# WHAT IS EXPECTED:
Once the line containing "assert_eq!(segment_index(&SegmentValue::CenterOf(2)), 2);" is located, give it again exactly, together with each line that follows it to the end of the entries, and add nothing else.

::: PROVIDED DATA :::

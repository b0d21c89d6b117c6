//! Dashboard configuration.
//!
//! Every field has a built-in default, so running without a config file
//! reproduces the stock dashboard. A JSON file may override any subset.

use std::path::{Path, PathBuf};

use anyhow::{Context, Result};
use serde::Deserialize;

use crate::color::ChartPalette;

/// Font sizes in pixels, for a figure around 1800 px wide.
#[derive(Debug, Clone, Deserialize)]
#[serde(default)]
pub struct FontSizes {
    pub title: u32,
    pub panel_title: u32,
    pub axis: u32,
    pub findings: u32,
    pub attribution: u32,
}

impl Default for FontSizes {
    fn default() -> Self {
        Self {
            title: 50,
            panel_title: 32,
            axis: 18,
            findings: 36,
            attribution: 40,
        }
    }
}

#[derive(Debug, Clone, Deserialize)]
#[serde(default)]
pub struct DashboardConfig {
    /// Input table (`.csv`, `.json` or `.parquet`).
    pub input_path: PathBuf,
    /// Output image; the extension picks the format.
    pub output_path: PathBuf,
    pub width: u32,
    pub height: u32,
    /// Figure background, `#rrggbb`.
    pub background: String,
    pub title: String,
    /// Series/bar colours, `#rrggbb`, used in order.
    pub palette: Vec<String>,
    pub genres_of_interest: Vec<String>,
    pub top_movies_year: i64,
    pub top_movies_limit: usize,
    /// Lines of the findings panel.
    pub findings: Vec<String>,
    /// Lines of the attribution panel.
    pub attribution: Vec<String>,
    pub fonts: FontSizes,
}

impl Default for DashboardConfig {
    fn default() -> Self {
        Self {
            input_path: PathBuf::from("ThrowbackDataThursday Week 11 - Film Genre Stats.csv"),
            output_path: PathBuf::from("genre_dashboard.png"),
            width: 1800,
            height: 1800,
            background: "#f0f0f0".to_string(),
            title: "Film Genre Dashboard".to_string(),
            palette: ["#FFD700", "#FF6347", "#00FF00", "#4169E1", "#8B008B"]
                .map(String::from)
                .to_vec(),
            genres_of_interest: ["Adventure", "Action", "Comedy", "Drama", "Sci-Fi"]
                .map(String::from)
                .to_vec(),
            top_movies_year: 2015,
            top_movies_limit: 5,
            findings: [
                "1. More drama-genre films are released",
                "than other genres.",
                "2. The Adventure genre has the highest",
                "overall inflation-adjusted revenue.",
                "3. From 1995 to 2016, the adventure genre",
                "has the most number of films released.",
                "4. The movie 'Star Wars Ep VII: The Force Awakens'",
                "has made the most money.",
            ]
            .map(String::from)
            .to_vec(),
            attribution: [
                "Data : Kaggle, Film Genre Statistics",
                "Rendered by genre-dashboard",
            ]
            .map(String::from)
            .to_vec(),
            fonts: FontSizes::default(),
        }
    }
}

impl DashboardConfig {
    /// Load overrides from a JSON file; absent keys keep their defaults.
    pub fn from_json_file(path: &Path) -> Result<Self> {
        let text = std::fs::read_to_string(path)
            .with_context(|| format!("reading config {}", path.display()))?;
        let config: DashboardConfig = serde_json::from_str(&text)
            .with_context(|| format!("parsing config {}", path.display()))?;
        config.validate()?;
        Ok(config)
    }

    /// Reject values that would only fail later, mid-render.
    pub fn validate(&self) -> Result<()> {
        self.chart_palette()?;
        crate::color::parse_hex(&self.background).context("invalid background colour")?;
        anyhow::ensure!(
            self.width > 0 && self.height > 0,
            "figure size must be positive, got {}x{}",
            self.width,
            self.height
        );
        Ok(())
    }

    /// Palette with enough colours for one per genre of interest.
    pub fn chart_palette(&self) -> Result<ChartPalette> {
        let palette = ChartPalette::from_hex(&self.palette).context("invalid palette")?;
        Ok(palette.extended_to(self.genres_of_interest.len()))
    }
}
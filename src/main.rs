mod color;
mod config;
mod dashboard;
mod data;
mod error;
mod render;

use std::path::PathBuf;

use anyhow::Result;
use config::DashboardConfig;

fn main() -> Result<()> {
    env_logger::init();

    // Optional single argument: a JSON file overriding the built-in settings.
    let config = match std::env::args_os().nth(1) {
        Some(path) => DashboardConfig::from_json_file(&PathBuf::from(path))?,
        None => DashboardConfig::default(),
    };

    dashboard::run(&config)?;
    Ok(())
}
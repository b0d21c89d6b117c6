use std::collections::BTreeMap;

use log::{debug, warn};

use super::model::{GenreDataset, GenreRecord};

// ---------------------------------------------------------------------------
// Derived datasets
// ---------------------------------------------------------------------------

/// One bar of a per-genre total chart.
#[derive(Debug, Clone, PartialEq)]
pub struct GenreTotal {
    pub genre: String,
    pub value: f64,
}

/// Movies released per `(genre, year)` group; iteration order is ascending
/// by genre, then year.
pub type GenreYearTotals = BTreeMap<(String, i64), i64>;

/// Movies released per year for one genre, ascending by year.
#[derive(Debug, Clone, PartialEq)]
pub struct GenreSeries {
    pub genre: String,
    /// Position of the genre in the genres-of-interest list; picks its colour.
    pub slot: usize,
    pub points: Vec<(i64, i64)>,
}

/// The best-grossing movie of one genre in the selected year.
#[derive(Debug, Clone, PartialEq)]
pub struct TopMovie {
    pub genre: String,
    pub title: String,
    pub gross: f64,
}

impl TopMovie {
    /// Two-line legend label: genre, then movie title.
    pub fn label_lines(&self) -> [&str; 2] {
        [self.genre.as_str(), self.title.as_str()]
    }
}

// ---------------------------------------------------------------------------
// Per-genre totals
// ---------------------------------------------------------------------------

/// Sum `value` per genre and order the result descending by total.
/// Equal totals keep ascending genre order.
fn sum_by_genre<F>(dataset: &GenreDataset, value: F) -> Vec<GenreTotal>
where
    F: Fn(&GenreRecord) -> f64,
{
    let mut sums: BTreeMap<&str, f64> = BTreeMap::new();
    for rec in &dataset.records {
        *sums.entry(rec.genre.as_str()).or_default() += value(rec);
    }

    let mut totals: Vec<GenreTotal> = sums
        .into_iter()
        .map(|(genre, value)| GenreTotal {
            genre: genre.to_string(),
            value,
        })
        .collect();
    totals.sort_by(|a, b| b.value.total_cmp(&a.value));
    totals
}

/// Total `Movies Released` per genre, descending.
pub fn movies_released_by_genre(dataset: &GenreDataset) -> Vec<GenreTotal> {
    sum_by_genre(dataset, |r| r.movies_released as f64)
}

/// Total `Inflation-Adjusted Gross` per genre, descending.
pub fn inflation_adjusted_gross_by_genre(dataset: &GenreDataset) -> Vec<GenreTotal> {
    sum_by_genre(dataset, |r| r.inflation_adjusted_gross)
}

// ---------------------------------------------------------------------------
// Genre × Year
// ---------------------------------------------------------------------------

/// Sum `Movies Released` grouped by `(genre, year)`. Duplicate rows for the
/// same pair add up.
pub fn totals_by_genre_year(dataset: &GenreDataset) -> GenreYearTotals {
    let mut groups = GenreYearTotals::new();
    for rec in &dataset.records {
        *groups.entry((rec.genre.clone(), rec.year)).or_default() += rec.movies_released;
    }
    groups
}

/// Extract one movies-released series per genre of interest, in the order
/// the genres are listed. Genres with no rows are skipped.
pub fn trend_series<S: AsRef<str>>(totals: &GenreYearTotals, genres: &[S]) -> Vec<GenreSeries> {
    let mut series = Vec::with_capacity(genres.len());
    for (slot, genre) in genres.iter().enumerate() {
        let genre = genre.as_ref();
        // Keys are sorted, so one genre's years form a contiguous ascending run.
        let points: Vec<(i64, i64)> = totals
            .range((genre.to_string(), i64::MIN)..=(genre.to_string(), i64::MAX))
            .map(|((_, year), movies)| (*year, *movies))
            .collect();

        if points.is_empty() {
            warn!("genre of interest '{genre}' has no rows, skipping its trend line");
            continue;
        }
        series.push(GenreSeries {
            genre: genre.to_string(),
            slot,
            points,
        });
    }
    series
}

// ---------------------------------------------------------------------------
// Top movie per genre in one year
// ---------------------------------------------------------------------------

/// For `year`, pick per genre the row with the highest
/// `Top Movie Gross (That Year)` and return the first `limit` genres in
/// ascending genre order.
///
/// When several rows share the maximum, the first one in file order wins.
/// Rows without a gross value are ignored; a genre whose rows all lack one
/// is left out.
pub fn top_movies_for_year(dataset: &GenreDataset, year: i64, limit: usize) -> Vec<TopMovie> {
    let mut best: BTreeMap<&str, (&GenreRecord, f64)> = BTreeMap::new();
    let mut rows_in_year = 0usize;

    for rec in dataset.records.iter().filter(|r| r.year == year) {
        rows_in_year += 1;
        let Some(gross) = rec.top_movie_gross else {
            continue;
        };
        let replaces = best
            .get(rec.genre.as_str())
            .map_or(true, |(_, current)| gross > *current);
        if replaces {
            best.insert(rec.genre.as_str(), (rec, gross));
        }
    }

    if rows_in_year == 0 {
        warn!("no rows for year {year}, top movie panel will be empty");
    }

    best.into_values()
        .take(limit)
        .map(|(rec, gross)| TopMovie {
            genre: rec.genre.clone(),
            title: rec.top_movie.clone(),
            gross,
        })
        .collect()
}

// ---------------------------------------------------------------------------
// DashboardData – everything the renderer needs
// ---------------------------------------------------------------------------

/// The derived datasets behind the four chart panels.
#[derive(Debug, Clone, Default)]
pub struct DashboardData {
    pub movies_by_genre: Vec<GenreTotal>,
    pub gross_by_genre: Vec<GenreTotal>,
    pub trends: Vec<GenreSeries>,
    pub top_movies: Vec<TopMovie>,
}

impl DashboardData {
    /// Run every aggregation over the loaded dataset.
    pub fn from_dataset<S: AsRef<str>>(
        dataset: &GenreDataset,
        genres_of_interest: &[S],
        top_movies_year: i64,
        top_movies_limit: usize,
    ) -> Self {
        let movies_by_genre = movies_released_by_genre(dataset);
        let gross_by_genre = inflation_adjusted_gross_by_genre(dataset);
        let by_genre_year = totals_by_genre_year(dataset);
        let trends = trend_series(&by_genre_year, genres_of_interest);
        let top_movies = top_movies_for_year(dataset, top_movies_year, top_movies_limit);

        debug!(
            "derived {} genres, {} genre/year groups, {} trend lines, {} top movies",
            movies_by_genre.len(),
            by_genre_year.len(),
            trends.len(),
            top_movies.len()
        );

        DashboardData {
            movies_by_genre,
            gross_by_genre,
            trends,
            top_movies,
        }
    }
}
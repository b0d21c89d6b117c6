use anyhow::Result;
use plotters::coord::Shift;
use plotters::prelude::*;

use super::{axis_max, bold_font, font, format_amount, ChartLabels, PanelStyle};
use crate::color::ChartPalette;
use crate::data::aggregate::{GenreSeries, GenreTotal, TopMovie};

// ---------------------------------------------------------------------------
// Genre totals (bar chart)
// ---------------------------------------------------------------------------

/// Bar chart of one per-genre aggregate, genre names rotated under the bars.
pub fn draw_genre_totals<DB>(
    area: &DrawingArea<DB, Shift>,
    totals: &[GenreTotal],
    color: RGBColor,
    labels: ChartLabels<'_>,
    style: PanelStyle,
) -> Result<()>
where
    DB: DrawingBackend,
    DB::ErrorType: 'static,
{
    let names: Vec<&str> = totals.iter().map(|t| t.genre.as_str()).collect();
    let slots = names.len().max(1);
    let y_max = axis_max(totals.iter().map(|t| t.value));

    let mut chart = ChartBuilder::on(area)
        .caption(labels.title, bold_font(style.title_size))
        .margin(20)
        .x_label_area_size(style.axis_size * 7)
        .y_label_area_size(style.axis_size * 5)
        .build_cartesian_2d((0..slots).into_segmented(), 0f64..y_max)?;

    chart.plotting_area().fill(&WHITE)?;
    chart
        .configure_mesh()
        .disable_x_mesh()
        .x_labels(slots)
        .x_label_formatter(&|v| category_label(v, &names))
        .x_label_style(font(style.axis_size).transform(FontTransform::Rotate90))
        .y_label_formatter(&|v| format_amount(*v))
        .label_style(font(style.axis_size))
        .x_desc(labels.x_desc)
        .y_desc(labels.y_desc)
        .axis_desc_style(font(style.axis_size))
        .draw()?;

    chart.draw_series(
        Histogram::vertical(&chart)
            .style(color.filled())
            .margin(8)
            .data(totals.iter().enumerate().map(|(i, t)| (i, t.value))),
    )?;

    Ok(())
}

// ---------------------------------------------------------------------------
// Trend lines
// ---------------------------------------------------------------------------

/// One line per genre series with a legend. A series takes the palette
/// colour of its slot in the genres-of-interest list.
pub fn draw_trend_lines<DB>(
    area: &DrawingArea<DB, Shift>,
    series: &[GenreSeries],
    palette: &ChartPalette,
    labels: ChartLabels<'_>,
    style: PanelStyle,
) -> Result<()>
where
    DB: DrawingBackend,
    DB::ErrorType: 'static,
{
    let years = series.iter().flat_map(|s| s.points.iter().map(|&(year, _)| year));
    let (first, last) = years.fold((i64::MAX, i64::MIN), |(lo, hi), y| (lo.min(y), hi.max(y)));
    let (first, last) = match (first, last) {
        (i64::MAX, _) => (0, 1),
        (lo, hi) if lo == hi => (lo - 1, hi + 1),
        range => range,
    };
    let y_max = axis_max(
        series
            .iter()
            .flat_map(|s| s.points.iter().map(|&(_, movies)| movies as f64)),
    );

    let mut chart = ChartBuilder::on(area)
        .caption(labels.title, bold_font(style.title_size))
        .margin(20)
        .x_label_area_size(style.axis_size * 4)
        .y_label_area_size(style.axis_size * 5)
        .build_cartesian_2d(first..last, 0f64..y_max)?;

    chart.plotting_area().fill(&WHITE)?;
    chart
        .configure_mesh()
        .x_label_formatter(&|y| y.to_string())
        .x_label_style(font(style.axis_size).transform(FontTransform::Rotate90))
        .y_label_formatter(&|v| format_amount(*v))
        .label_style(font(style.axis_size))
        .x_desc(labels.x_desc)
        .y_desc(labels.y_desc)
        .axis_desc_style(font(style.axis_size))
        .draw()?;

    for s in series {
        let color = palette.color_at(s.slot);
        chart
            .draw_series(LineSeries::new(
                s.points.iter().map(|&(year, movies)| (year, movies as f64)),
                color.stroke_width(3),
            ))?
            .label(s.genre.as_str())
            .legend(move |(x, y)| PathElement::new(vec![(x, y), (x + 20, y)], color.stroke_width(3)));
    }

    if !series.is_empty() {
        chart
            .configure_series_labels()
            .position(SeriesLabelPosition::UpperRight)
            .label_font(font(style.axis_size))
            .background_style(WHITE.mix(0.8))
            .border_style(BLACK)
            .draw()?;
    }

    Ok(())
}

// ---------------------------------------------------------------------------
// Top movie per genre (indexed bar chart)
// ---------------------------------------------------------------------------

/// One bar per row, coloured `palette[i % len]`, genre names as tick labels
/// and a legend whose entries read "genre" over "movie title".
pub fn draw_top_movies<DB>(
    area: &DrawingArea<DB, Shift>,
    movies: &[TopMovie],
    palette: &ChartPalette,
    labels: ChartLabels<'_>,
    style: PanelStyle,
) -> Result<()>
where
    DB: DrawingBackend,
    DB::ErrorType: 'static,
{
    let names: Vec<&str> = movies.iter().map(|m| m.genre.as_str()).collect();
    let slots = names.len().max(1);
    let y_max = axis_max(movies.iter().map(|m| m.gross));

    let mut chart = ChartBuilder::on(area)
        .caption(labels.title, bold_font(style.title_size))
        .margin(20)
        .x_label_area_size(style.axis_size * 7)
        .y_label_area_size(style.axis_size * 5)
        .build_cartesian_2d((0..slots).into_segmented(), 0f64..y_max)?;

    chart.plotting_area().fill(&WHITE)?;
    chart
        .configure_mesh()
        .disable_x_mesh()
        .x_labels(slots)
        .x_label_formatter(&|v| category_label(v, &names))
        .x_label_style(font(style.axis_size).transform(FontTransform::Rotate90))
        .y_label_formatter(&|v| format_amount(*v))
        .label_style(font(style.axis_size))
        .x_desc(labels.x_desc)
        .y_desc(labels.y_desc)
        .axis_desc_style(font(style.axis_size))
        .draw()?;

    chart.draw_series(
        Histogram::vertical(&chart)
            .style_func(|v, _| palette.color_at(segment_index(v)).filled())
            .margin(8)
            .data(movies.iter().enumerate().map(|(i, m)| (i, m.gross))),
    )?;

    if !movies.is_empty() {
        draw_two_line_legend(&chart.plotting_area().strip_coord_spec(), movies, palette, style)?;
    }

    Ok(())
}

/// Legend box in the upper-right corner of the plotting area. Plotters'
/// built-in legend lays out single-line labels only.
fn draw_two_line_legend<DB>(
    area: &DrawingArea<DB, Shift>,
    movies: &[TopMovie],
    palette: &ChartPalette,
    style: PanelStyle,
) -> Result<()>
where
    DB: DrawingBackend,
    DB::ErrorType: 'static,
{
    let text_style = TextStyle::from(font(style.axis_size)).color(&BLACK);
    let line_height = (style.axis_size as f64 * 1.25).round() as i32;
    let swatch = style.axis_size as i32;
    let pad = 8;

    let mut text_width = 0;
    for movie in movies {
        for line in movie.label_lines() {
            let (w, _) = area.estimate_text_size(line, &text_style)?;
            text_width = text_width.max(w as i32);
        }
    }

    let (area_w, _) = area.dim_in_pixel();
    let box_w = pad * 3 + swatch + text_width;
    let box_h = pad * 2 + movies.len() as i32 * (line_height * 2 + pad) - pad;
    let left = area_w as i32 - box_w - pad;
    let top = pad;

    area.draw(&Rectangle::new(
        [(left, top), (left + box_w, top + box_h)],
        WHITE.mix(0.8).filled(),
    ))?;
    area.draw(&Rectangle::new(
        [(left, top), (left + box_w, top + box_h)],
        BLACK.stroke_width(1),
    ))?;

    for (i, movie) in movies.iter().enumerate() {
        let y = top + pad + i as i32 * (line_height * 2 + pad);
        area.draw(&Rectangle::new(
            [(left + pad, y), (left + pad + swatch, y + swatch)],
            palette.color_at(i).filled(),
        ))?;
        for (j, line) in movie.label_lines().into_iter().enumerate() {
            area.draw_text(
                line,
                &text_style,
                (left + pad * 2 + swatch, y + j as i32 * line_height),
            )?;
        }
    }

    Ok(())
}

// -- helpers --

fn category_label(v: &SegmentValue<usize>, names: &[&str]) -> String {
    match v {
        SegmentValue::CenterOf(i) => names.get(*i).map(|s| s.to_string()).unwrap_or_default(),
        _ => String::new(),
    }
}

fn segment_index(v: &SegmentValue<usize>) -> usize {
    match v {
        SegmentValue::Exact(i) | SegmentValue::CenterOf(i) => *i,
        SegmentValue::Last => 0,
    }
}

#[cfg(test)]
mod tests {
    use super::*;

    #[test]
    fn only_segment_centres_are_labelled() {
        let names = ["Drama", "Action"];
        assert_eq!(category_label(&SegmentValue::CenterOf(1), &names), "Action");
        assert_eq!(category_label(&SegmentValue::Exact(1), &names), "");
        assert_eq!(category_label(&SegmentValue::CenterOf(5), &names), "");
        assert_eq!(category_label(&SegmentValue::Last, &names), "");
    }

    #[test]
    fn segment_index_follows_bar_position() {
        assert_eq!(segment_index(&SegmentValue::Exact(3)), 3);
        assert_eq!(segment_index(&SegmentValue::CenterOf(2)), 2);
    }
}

:::

# OUTPUT FOR THIS TASK:
        assert_eq!(segment_index(&SegmentValue::CenterOf(2)), 2);
    }
}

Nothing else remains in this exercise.